We'd love to accept your patches and contributions to this project. There are just a few small guidelines you need to follow.
Contributions to this project must be accompanied by a Contributor License Agreement (CLA). You (or your employer) retain the copyright to your contribution; this simply gives us permission to use and redistribute your contributions as part of the project. Head over to https://cla.developers.google.com/ to see your current agreements on file or to sign a new one.
You generally only need to submit a CLA once, so if you've already submitted one (even if it was for a different project), you probably don't need to do it again.
All submissions, including submissions by project members, require review.
We use GitHub pull requests for this purpose.

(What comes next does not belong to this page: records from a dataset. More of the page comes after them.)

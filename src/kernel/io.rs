use super::ConfigError;

#[cfg(feature = "alloc")]
use alloc::vec::Vec;

#[cfg(feature = "alloc")]
use ndarray::{Array1, ArrayView1, ArrayViewMut1};

/// Adapter trait for reading contiguous 1D input.
pub trait Read1D<T> {
    /// Borrow the underlying input as a contiguous slice.
    fn read_slice(&self) -> Result<&[T], ConfigError>;
}

/// Adapter trait for writing contiguous 1D output.
pub trait Write1D<T> {
    /// Borrow the underlying output as a mutable contiguous slice.
    fn write_slice_mut(&mut self) -> Result<&mut [T], ConfigError>;
}

impl<T> Read1D<T> for [T] {
    fn read_slice(&self) -> Result<&[T], ConfigError> {
        Ok(self)
    }
}

impl<T> Write1D<T> for [T] {
    fn write_slice_mut(&mut self) -> Result<&mut [T], ConfigError> {
        Ok(self)
    }
}

impl<T, const N: usize> Read1D<T> for [T; N] {
    fn read_slice(&self) -> Result<&[T], ConfigError> {
        Ok(self)
    }
}

impl<T, const N: usize> Write1D<T> for [T; N] {
    fn write_slice_mut(&mut self) -> Result<&mut [T], ConfigError> {
        Ok(self)
    }
}

#[cfg(feature = "alloc")]
impl<T> Read1D<T> for Vec<T> {
    fn read_slice(&self) -> Result<&[T], ConfigError> {
        Ok(self.as_slice())
    }
}

#[cfg(feature = "alloc")]
impl<T> Write1D<T> for Vec<T> {
    fn write_slice_mut(&mut self) -> Result<&mut [T], ConfigError> {
        Ok(self.as_mut_slice())
    }
}

#[cfg(feature = "alloc")]
impl<T> Read1D<T> for Array1<T> {
    fn read_slice(&self) -> Result<&[T], ConfigError> {
        self.as_slice()
            .ok_or(ConfigError::NonContiguous { arg: "array" })
    }
}

#[cfg(feature = "alloc")]
impl<T> Write1D<T> for Array1<T> {
    fn write_slice_mut(&mut self) -> Result<&mut [T], ConfigError> {
        self.as_slice_mut()
            .ok_or(ConfigError::NonContiguous { arg: "array" })
    }
}

#[cfg(feature = "alloc")]
impl<'a, T> Read1D<T> for ArrayView1<'a, T> {
    fn read_slice(&self) -> Result<&[T], ConfigError> {
        self.as_slice()
            .ok_or(ConfigError::NonContiguous { arg: "array_view" })
    }
}

#[cfg(feature = "alloc")]
impl<'a, T> Write1D<T> for ArrayViewMut1<'a, T> {
    fn write_slice_mut(&mut self) -> Result<&mut [T], ConfigError> {
        self.as_slice_mut().ok_or(ConfigError::NonContiguous {
            arg: "array_view_mut",
        })
    }
}

#[cfg(test)]
mod tests {
    use super::{Read1D, Write1D};

    #[test]
    fn slice_and_array_adapters() {
        let a = [1.0f64, 2.0, 3.0];
        assert_eq!(a.read_slice().expect("array adapter").len(), 3);

        let s: &[f64] = &a;
        assert_eq!(s.read_slice().expect("slice adapter")[1], 2.0);
    }

    #[test]
    fn vec_write_adapter() {
        let mut out = vec![0.0f64; 3];
        let slice = out.write_slice_mut().expect("vec write adapter");
        slice.copy_from_slice(&[1.0, 2.0, 3.0]);
        assert_eq!(out, vec![1.0, 2.0, 3.0]);
    }

    #[cfg(feature = "alloc")]
    #[test]
    fn ndarray_adapters() {
        use ndarray::Array1;

        let arr = Array1::from(vec![1.0f64, 2.0, 3.0]);
        assert_eq!(arr.read_slice().expect("array1 read")[2], 3.0);

        let mut out = Array1::from(vec![0.0f64, 0.0, 0.0]);
        out.write_slice_mut()
            .expect("array1 write")
            .copy_from_slice(&[4.0, 5.0, 6.0]);
        assert_eq!(out.as_slice().expect("slice"), &[4.0, 5.0, 6.0]);
    }

    #[cfg(feature = "alloc")]
    #[test]
    fn non_contiguous_view_is_rejected() {
        use super::ConfigError;
        use ndarray::{s, Array1};

        let arr = Array1::from((0..8).map(|i| i as f64).collect::<Vec<_>>());
        let strided = arr.slice(s![..;2]);
        assert_eq!(
            strided.read_slice().expect_err("strided view must fail"),
            ConfigError::NonContiguous { arg: "array_view" }
        );
    }
}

Consult GitHub Help for more
information on using pull requests.
We have an AI-powered workflow to help streamline the contribution process. You can either use the automated scripts locally or let the GitHub Actions workflow handle the heavy lifting for you.
- Create your notebook using PySpark or BigQuery DataFrames.
- Focus on the logic and the value of your recipe. You can follow the general structure of existing notebooks (Overview, Setup, EDA, Modeling, etc.), but don't worry if you forget to add the license header or platform links—the AI will handle it.
- Place your finished notebook file in the appropriate
notebooks/<category>/<sub_category>/folder. The folder structure is crucial as it helps the AI determine the correct metadata.
This is the easiest way to ensure your contribution is compliant and well-documented.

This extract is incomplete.